FanExpo Denver – Educators’ Day with Pop Culture Classroom
From June 30 to July 2, Denver hosted FanExpo, a 3-day-long comic con event. On-site, CBC’s Sommer Wissner attended Friday’s Educators’ Day event, at which CBC member Pop Culture Classroom hosts free panels and events for teachers and educators to gain various information on teaching pop culture in their classrooms.
What is FanExpo Denver and Educators’ Day?
FanExpo Denver is a Comic Con, featuring celebrity guests, panel discussions, cosplay contests, gaming competitions, shopping opportunities, and much more. It’s an occasion where fans can indulge in their passions, explore new interests, and interact with others who share their love for various forms of popular culture.
Educators’ Day is an essential component of FanExpo Denver, showcasing the event’s commitment to promoting the use of pop culture in education. It recognizes the transformative power of pop culture and its ability to captivate and engage students in learning. Educators, librarians, and school administrators are invited to attend this exclusive day for free and find resources, engage in discussions, and receive professional development opportunities tailored for educators.
Furthermore, Educators’ Day at Fan Expo Denver serves as a chance for educators to connect with one another. Teachers often work in isolation, but this event brings them together, fostering a sense of community and providing an opportunity for networking and collaboration. Educators can share their experiences, success stories, and challenges, forming valuable connections that can be nurtured long after the event concludes. One of the most significant advantages of Educators’ Day is the chance for educators to interact with creators and industry professionals.
Educators’ Day started off FanExpo’s weekend-long event and since this was a comic con, many teachers came dressed to the nines in their cosplays. Imagine Coraline (from Coraline) speaking excitedly with Doug (from Doug) and Ms. Frizzle (The Magic School Bus) about teaching methods.
Upon registration, all attendees got a fun goodie bag filled with information about Pop Culture Classroom and how to support them in making their free educational graphic novels. We also were gifted their first printed graphic novel Colorful History: 2022 Collected Edition as well as either of the books that won the Excellence in Graphic Literature (EGL) Awards that they sponsor every year. I received Button Pusher by Tyler Page, which won the 2023 Book of the Year.
Matt Slayter, director of Pop Culture Classroom, kicked off the event, welcoming everyone by letting us know about the nonprofit organization and the agenda for the day. There even was a promised special midday surprise!
Each panel presented provided different perspectives of tried-and-true methods from educators all around.
Getting students to take an active role in their education and their classroom is the holy grail of teaching, and one panel made that a fun possibility through the student-organized and edited ‘zines – a mini self-made magazine. These periodicals focus on whatever motivates students by engaging student writers, developing the leadership of student editors, and expanding the stories of students through journalism.
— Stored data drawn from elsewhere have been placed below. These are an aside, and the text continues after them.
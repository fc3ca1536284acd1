//! Batch tiling
//!
//! Tiles many source files into one output directory. Files are independent,
//! so they run in parallel on a rayon pool and share one append-only
//! [`MaskCache`]. A failing file is recorded and does not stop the others.
//!
//! # Example
//!
//! ```ignore
//! use tilegif::batch::{discover_inputs, plan_jobs, run_batch, BatchOptions};
//!
//! let inputs = discover_inputs(&[PathBuf::from("effects")])?;
//! let options = BatchOptions::default();
//! let jobs = plan_jobs(&inputs, &options)?;
//! let result = run_batch(&jobs, &options)?;
//! println!("{} created, {} failed", result.success_count(), result.failure_count());
//! ```

use std::collections::HashMap;
use std::path::{Path, PathBuf};
use std::sync::Arc;
use std::time::{Duration, Instant};

use glob::{glob_with, MatchOptions};
use rayon::prelude::*;
use thiserror::Error;
use tracing::{info, warn};

use crate::mask::MaskCache;
use crate::models::Size;
use crate::tiler::{TileOptions, TileReport, Tiler, DEFAULT_TARGET};

/// Default output file name, relative to the output directory.
pub const DEFAULT_NAME_TEMPLATE: &str = "{stem}_tiled_{width}x{height}.gif";

/// Error setting up a batch run.
#[derive(Debug, Error)]
pub enum BatchError {
    /// Invalid glob pattern built from an input directory
    #[error("Invalid glob pattern '{0}': {1}")]
    InvalidPattern(String, glob::PatternError),
    /// Two inputs would be written to the same output file
    #[error("Inputs '{}' and '{}' both map to '{}'", .first.display(), .second.display(), .output.display())]
    DuplicateOutput { first: PathBuf, second: PathBuf, output: PathBuf },
    /// Worker pool could not be created
    #[error("Failed to start worker pool: {0}")]
    ThreadPool(#[from] rayon::ThreadPoolBuildError),
}

/// Settings for a batch run.
#[derive(Debug, Clone)]
pub struct BatchOptions {
    pub out_dir: PathBuf,
    pub target: Size,
    /// Worker count, at least 1
    pub jobs: usize,
    pub name_template: String,
    pub tile: TileOptions,
}

impl Default for BatchOptions {
    fn default() -> Self {
        Self {
            out_dir: PathBuf::from("generated_effects"),
            target: DEFAULT_TARGET,
            jobs: default_jobs(),
            name_template: DEFAULT_NAME_TEMPLATE.to_string(),
            tile: TileOptions::default(),
        }
    }
}

/// Default number of parallel jobs (uses available parallelism).
pub fn default_jobs() -> usize {
    std::thread::available_parallelism().map(|n| n.get()).unwrap_or(1)
}

/// One input/output pair of a batch.
#[derive(Debug, Clone, PartialEq, Eq)]
pub struct BatchJob {
    pub input: PathBuf,
    pub output: PathBuf,
}

/// Status of one batch job.
#[derive(Debug, Clone, PartialEq, Eq)]
pub enum BatchStatus {
    /// Output written
    Created,
    /// Output already existed
    Skipped,
    /// Tiling failed; `recoverable` mirrors [`crate::TileError::is_recoverable`]
    Failed { error: String, recoverable: bool },
}

impl BatchStatus {
    pub fn is_success(&self) -> bool {
        matches!(self, BatchStatus::Created | BatchStatus::Skipped)
    }
}

impl std::fmt::Display for BatchStatus {
    fn fmt(&self, f: &mut std::fmt::Formatter<'_>) -> std::fmt::Result {
        match self {
            BatchStatus::Created => write!(f, "created"),
            BatchStatus::Skipped => write!(f, "skipped"),
            BatchStatus::Failed { error, .. } => write!(f, "failed: {}", error),
        }
    }
}

/// Result of one batch job.
#[derive(Debug, Clone)]
pub struct BatchItem {
    pub job: BatchJob,
    pub status: BatchStatus,
    pub report: Option<TileReport>,
    pub duration: Duration,
}

/// Result of a whole batch.
#[derive(Debug, Clone, Default)]
pub struct BatchResult {
    /// Items in job order
    pub items: Vec<BatchItem>,
    pub total_duration: Duration,
    pub cached_masks: usize,
}

impl BatchResult {
    pub fn success_count(&self) -> usize {
        self.items.iter().filter(|i| i.status.is_success()).count()
    }

    pub fn failure_count(&self) -> usize {
        self.items.len() - self.success_count()
    }

    pub fn is_success(&self) -> bool {
        self.failure_count() == 0
    }
}

/// Expand directories to the `*.gif` files they contain (any extension case);
/// files pass through.
pub fn discover_inputs(paths: &[PathBuf]) -> Result<Vec<PathBuf>, BatchError> {
    let mut files = Vec::new();
    for path in paths {
        if !path.is_dir() {
            files.push(path.clone());
            continue;
        }

        let pattern = format!("{}/*.gif", glob::Pattern::escape(&path.display().to_string()));
        let options = MatchOptions { case_sensitive: false, ..MatchOptions::new() };
        let entries = glob_with(&pattern, options)
            .map_err(|e| BatchError::InvalidPattern(pattern.clone(), e))?;
        let mut found: Vec<PathBuf> = entries
            .filter_map(|entry| match entry {
                Ok(p) if p.is_file() => Some(p),
                Ok(_) => None,
                Err(e) => {
                    warn!(error = %e, "Skipping unreadable path");
                    None
                }
            })
            .collect();
        found.sort();
        files.extend(found);
    }
    Ok(files)
}

/// Render the output name template for `input`.
///
/// Supports `{stem}`, `{width}` and `{height}`.
pub fn output_name(template: &str, input: &Path, target: Size) -> String {
    let stem = input.file_stem().and_then(|s| s.to_str()).unwrap_or("output");
    template
        .replace("{stem}", stem)
        .replace("{width}", &target.width.to_string())
        .replace("{height}", &target.height.to_string())
}

/// Pair every input with its output path, rejecting collisions.
pub fn plan_jobs(inputs: &[PathBuf], options: &BatchOptions) -> Result<Vec<BatchJob>, BatchError> {
    let mut seen: HashMap<PathBuf, PathBuf> = HashMap::new();
    let mut jobs = Vec::with_capacity(inputs.len());
    for input in inputs {
        let output =
            options.out_dir.join(output_name(&options.name_template, input, options.target));
        if let Some(first) = seen.insert(output.clone(), input.clone()) {
            return Err(BatchError::DuplicateOutput { first, second: input.clone(), output });
        }
        jobs.push(BatchJob { input: input.clone(), output });
    }
    Ok(jobs)
}

/// Run `jobs` with a fresh mask cache.
pub fn run_batch(jobs: &[BatchJob], options: &BatchOptions) -> Result<BatchResult, BatchError> {
    run_batch_with_cache(jobs, options, Arc::new(MaskCache::new()))
}

/// Run `jobs` in parallel, sharing `cache` between workers.
pub fn run_batch_with_cache(
    jobs: &[BatchJob],
    options: &BatchOptions,
    cache: Arc<MaskCache>,
) -> Result<BatchResult, BatchError> {
    let start = Instant::now();
    let pool = rayon::ThreadPoolBuilder::new().num_threads(options.jobs.max(1)).build()?;
    let tiler = Tiler::new(options.tile.clone()).with_cache(Arc::clone(&cache));

    info!(jobs = jobs.len(), workers = options.jobs.max(1), "Starting batch");
    let items: Vec<BatchItem> =
        pool.install(|| jobs.par_iter().map(|job| run_job(&tiler, job, options.target)).collect());

    let result = BatchResult { items, total_duration: start.elapsed(), cached_masks: cache.len() };
    info!(
        created = result.success_count(),
        failed = result.failure_count(),
        elapsed_ms = result.total_duration.as_millis() as u64,
        "Batch finished"
    );
    Ok(result)
}

fn run_job(tiler: &Tiler, job: &BatchJob, target: Size) -> BatchItem {
    let start = Instant::now();
    let (status, report) = match tiler.tile(&job.input, &job.output, target) {
        Ok(report) if report.skipped => (BatchStatus::Skipped, Some(report)),
        Ok(report) => (BatchStatus::Created, Some(report)),
        Err(e) => {
            warn!(input = %job.input.display(), error = %e, "Tiling failed");
            (BatchStatus::Failed { error: e.to_string(), recoverable: e.is_recoverable() }, None)
        }
    };
    BatchItem { job: job.clone(), status, report, duration: start.elapsed() }
}

#[cfg(test)]
mod tests {
    use super::*;
    use crate::test_support::{write_gif, GifFixtureFrame};
    use std::fs;
    use tempfile::tempdir;

    #[test]
    fn test_output_name_template() {
        let name =
            output_name(DEFAULT_NAME_TEMPLATE, Path::new("effects/star.gif"), Size::new(1080, 1080));
        assert_eq!(name, "star_tiled_1080x1080.gif");
        assert_eq!(output_name("{stem}.gif", Path::new("a/b.c.gif"), Size::new(1, 2)), "b.c.gif");
    }

    #[test]
    fn test_discover_inputs_expands_directories() {
        let dir = tempdir().unwrap();
        write_gif(&dir.path().join("b.gif"), 2, 2, &[GifFixtureFrame::solid(2, 2, 1)]);
        write_gif(&dir.path().join("a.gif"), 2, 2, &[GifFixtureFrame::solid(2, 2, 1)]);
        fs::write(dir.path().join("notes.txt"), "x").unwrap();
        let explicit = dir.path().join("explicit.png");

        let found = discover_inputs(&[dir.path().to_path_buf(), explicit.clone()]).unwrap();
        assert_eq!(found, vec![dir.path().join("a.gif"), dir.path().join("b.gif"), explicit]);
    }

    #[test]
    fn test_discover_inputs_ignores_extension_case() {
        let dir = tempdir().unwrap();
        write_gif(&dir.path().join("LOUD.GIF"), 2, 2, &[GifFixtureFrame::solid(2, 2, 1)]);
        write_gif(&dir.path().join("mixed.Gif"), 2, 2, &[GifFixtureFrame::solid(2, 2, 1)]);
        write_gif(&dir.path().join("quiet.gif"), 2, 2, &[GifFixtureFrame::solid(2, 2, 1)]);

        let found = discover_inputs(&[dir.path().to_path_buf()]).unwrap();
        assert_eq!(
            found,
            vec![
                dir.path().join("LOUD.GIF"),
                dir.path().join("mixed.Gif"),
                dir.path().join("quiet.gif")
            ]
        );
    }

    #[test]
    fn test_plan_rejects_duplicate_outputs() {
        let options = BatchOptions::default();
        let inputs = vec![PathBuf::from("one/star.gif"), PathBuf::from("two/star.gif")];
        let err = plan_jobs(&inputs, &options).unwrap_err();
        assert!(matches!(err, BatchError::DuplicateOutput { .. }));
    }

    #[test]
    fn test_run_batch_mixed_results() {
        let dir = tempdir().unwrap();
        let src = dir.path().join("src");
        fs::create_dir_all(&src).unwrap();
        let frame =
            GifFixtureFrame::from_indices(2, 2, vec![0, 1, 2, 0]).transparent(0).delay_cs(6);
        write_gif(&src.join("one.gif"), 2, 2, &[frame.clone(), frame.clone()]);
        write_gif(&src.join("two.gif"), 2, 2, &[frame.clone()]);

        let options = BatchOptions {
            out_dir: dir.path().join("out"),
            target: Size::new(5, 3),
            jobs: 2,
            ..BatchOptions::default()
        };
        let mut inputs = discover_inputs(&[src.clone()]).unwrap();
        inputs.push(src.join("missing.gif"));
        let jobs = plan_jobs(&inputs, &options).unwrap();
        let result = run_batch(&jobs, &options).unwrap();

        assert_eq!(result.items.len(), 3);
        assert_eq!(result.success_count(), 2);
        assert_eq!(result.failure_count(), 1);
        assert_eq!(result.cached_masks, 1);
        assert!(dir.path().join("out/one_tiled_5x3.gif").exists());
        assert!(dir.path().join("out/two_tiled_5x3.gif").exists());
        assert!(matches!(
            result.items[2].status,
            BatchStatus::Failed { recoverable: true, .. }
        ));
        assert_eq!(result.items[0].report.as_ref().unwrap().frame_count, 2);
    }

    #[test]
    fn test_batch_status_display() {
        assert_eq!(BatchStatus::Created.to_string(), "created");
        let failed = BatchStatus::Failed { error: "boom".into(), recoverable: false };
        assert_eq!(failed.to_string(), "failed: boom");
        assert!(!failed.is_success());
    }
}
Another of the panels, presented by author/educator Dave Burgess, focused on how to bring play and joy into the classroom by making books a more multisensory experience. In one example that attendees were invited to participate in, students are challenged to create concrete and abstract ideas by using Play-Doh. Interactive games and experiences promote engagement, enthusiasm, and passion in the classroom, and what better way to help students than building with LEGOs or getting some Play-Doh under their fingernails?
Most teachers wouldn’t consider a menu as something worthy of study in their classroom, but one panel proved how menus are a potent form of primary material for students to understand the most basic realities of a culture through their wording, prices, and, most importantly, their food. Educators themselves were given various Mexican restaurant menus and asked, “What can we learn?” Differences in culture, prices, and language between these menus and as the menus developed with the times.
And lastly, Pop Culture Classroom had a surprise in store that none of us were prepared for. A visit by the governor of Denver himself was already a high bar for surprise guests, but then they brought in Christopher Lloyd (actor of Doc Brown from Back to the Future) himself to top it off. Both of our esteemed guests arrived at the same time to shake hands, speak, and meet a few of us.
With that, Educators’ Day continued but the space was opened to all attendees of FanExpo, and the panels opened up to a wider audience.
FanExpo, like so many conventions, is a place to find joy surrounded by people that enjoy the same things that you do. Pop Culture Classroom has taken that a step further by bringing teachers, some of the most passionate readers, together to create an event that will bring more children into the worlds and stories that lay waiting for them between the pages of our beloved books.